Tuesday, May 6, 2008

Conflicts entangle Auction Rate Market

“Safe as cash,” proclaimed the brokers as they sold billions of auction rate securities to investors. Now the market is locked up. Both investors and issuers have taken a big hit.

Have the investment bankers felt any pain? No! In fact they still make out like bandits even as the market refuses to thaw. Any way you slice it, the end game in the auction rate market for Wall Street firms is “heads I win, tails you lose.”

The entire market is rife with conflicts of interest. First the investment bankers marketed the securities as safe as cash in their own internal auction market and refuse to step in to keep the market liquid as over 70% of the weekly auctions fail. The Wall Street firms are still paid for their “services”, even though no securities are sold. Furthermore the bankers make big money when issuers directly redeem the auction rate notes.

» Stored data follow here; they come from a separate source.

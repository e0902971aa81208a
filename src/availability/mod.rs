//! File availability strategies
//!
//! This module implements the strategies that make per-channel source files
//! available on local disk: directly from a local directory, or through an
//! asynchronous transfer service with retrying submission and polling.

mod local_strategy;
mod mounted_client;
mod path_translation;
mod retry;
mod sleeper;
mod strategy;
mod transfer_client;
mod transfer_strategy;

pub use local_strategy::LocalFileStrategy;
pub use mounted_client::MountedCollectionClient;
pub use path_translation::PathTranslator;
pub use retry::{retry_with_backoff, RetryFailure, RetryPolicy, RetryStats};
pub use sleeper::{Sleeper, ThreadSleeper};
pub use strategy::AvailabilityStrategy;
pub use transfer_client::{
    TaskStatus, TransferClient, TransferError, TransferItem, TransferListing, TransferRequest,
    RETRYABLE_STATUSES,
};
pub use transfer_strategy::{PendingTransfer, TransferFileStrategy, TransferPaths, TransferSettings};
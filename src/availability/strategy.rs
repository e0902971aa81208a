//! File availability strategy definitions
//!
//! A strategy answers two questions for the controller: "is this channel's
//! file on local disk yet?" and "which channels became ready since I last
//! asked?". Local sources answer immediately; remote sources wait on an
//! asynchronous transfer service.

use std::path::{Path, PathBuf};

use crate::channels::ChannelMap;
use crate::errors::PrepResult;

/// Strategy for making channel source files locally available
///
/// Ready channels are produced through a cursor: [`start_ready_scan`]
/// begins a fresh pass and [`next_ready`] yields `(channel, local_path)`
/// pairs until it returns `None`. Each channel is yielded at most once per
/// pass. Keeping the cursor on the strategy lets the caller invoke
/// [`cleanup`] between two arrivals.
///
/// [`start_ready_scan`]: AvailabilityStrategy::start_ready_scan
/// [`next_ready`]: AvailabilityStrategy::next_ready
/// [`cleanup`]: AvailabilityStrategy::cleanup
pub trait AvailabilityStrategy {
    /// Short name used in log messages
    fn name(&self) -> &'static str;

    /// The channels this strategy serves
    fn channel_map(&self) -> &ChannelMap;

    /// Local path a channel's file is (or will be) available at
    ///
    /// # Returns
    /// The path, or `UnknownChannel` if the channel is not served here
    fn local_path(&self, channel: &str) -> PrepResult<PathBuf>;

    /// Check whether a channel's file is available locally
    ///
    /// # Returns
    /// `Ok(true)` once the file can be read, `Ok(false)` while it cannot,
    /// or an error when it never will be
    fn is_ready(&mut self, channel: &str) -> PrepResult<bool>;

    /// Begin a new pass over ready channels
    fn start_ready_scan(&mut self) -> PrepResult<()>;

    /// Next channel of the current pass, blocking until one is ready
    ///
    /// # Returns
    /// `Some((channel, local_path))`, or `None` when every channel has been
    /// yielded in this pass
    fn next_ready(&mut self) -> PrepResult<Option<(String, PathBuf)>>;

    /// Remove a source file that is no longer needed
    ///
    /// Failures are logged and never propagated.
    ///
    /// # Arguments
    /// * `path` - File to remove
    /// * `force` - Remove even when cleanup is disabled for this strategy
    fn cleanup(&mut self, path: &Path, force: bool);
}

To pour more pain on the fire, the investment bankers for the most part refuse to allow the notes to trade on a secondary market and demand that the auction rate securities be marked to face value. The places issuers in a situation where they can not buy back their own securities at a discount, at a time no investors will purchase them for face value. Of course, a wholesale discounted market would force the Wall Street firms to mark down similar securities on their own books; leading to billions more in losses.

At some point, local and state governments are going to demand action to fix this situation, and refuse to be held hostage by the Wall Street firms. The first step is to demand a transparent auction market where these securities can be sold for a discount or premium from face value. This is the only way to unfreeze the auction rate market and restore investor confidence.